During the 1960s, there were many municipal mergers across Norway due to the work of the Schei Committee. On 1 January 1963, the Holm area (population: 65) along the Gavlfjorden was transferred from Langenes Municipality to Sortland Municipality. Also on that date, the area around the inner and western part of the Eidsfjorden (population: 1,360) was transferred from Hadsel Municipality to Sortland Municipality.

On 1 January 2000, the area surrounding the Godfjorden was transferred from Kvæfjord Municipality (and Troms county) to Sortland Municipality (and Nordland county).

===Name and etymology===
The municipality (originally the parish) is named after the old Sortland farm (Svortuland) since the first Sortland Church was built there. The first element is Svort which is the genitive case of the local river name Svorta. The river name is derived from svartr which means "black" or "dark". The last element is land which means "land" or "farm".

There are several theories as to the origin of the name, one of the most popular is that it named from the black fertile soil. Some deny that the first element of the name "Sort" is derived from the color black and instead insist on the origin coming from the native Sami place name "Soarta", which is a theory favored by the local historian Johan Borgos. Another theory is that the name came from the viking age, where it is thought to have meant "Land of the black birds" referring to the area people would hunt and catch small black birds like the Common blackbird (Svarttrost). This is a theory proposed by author and newspaper editor Ronny Jarl Jensen who points to Svortland in Bømlo Municipality, Vestland county as having a similar etymology.
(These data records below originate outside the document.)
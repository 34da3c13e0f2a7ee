//! Types for the organize module.

use serde::{Deserialize, Serialize};
use std::path::PathBuf;
use std::sync::atomic::{AtomicBool, Ordering};
use std::sync::Arc;
use uuid::Uuid;

/// Configuration for organize runs; file names are relative to the base
#[derive(Debug, Clone, Serialize, Deserialize)]
#[serde(default)]
pub struct OrganizeConfig {
    pub checkpoint_file: PathBuf,
    /// Frozen candidate list of the run being checkpointed
    pub manifest_file: PathBuf,
    pub report_log: PathBuf,
    pub report_records: PathBuf,
    /// Organize dot-files too, regardless of the scan setting
    pub include_hidden: bool,
}

impl Default for OrganizeConfig {
    fn default() -> Self {
        Self {
            checkpoint_file: PathBuf::from(".curate_checkpoint.json"),
            manifest_file: PathBuf::from(".curate_candidates.json"),
            report_log: PathBuf::from("organize_report.txt"),
            report_records: PathBuf::from("organize_report.jsonl"),
            include_hidden: true,
        }
    }
}

/// What a dry run would do with one sidecar; each carries the destination
#[derive(Debug, Clone, PartialEq, Eq)]
pub enum SidecarPlan {
    Move(PathBuf),
    /// Identical sidecar already there
    Skip(PathBuf),
    /// Different sidecar already there
    Conflict(PathBuf),
}

/// Per-invocation switches
#[derive(Debug, Clone, Copy, PartialEq, Eq)]
pub struct OrganizeOptions {
    /// Report what would happen without touching any file
    pub dry_run: bool,
    /// Only the N oldest candidates
    pub limit: Option<usize>,
    /// Continue from an existing checkpoint
    pub resume: bool,
}

impl Default for OrganizeOptions {
    fn default() -> Self {
        Self {
            dry_run: false,
            limit: None,
            resume: true,
        }
    }
}

/// What happened to one candidate
#[derive(Debug, Clone, PartialEq, Eq)]
pub enum Placement {
    Moved(PathBuf),
    /// Dry run: would have moved here, along with its sidecars
    Planned {
        dest: PathBuf,
        sidecars: Vec<SidecarPlan>,
    },
    /// Identical file already at the destination
    Duplicate(PathBuf),
    /// Different file already at the destination
    Conflict(PathBuf),
    Failed(String),
}

/// Outcome of an organize run.
///
/// Counters include the work of earlier, interrupted runs of the same
/// checkpoint.
#[derive(Debug, Clone, Default, PartialEq, Eq)]
pub struct OrganizeResult {
    pub run_id: Uuid,
    pub total: usize,
    /// Candidates handled by this invocation
    pub processed: usize,
    pub moved: usize,
    pub duplicates: usize,
    pub conflicts: usize,
    /// Dry run only
    pub planned: usize,
    pub interrupted: bool,
    /// Index this invocation started from, when resuming
    pub resumed_from: Option<usize>,
}

/// Cooperative cancellation, checked between candidates
#[derive(Debug, Clone, Default)]
pub struct CancellationToken(Arc<AtomicBool>);

impl CancellationToken {
    pub fn new() -> Self {
        Self::default()
    }

    pub fn cancel(&self) {
        self.0.store(true, Ordering::SeqCst);
    }

    pub fn is_cancelled(&self) -> bool {
        self.0.load(Ordering::SeqCst)
    }
}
On 2 May 2017, the national government approved a resolution to add a co-equal, official Sami language name for the municipality: Suortá. The spelling of the Sami language name changes depending on how it is used. It is called Suortá when it is spelled alone, but it is Suorttá suohkan when using the Sami language equivalent to "Sortland municipality".

===Coat of arms===
The coat of arms was granted on 15 March 1985. The official blazon is "Azure, a castle with three towers without crenelation Or" (I blått en gull borg med tre tårn uten krenelering). This means the arms have a blue field (background) and the charge is a castle with a gate and three towers without crenelation. The castle has a tincture of Or which means it is commonly colored yellow, but if it is made out of metal, then gold is used. The blue color in the field symbolizes the importance of sea and the castle is an updated version of an old coat of arms for Sortland. The castle gate symbolizes Sortland as the gateway to the Vesterålen region and that it is the commercial centre of the region as well. The arms were designed by Kurt Myrland.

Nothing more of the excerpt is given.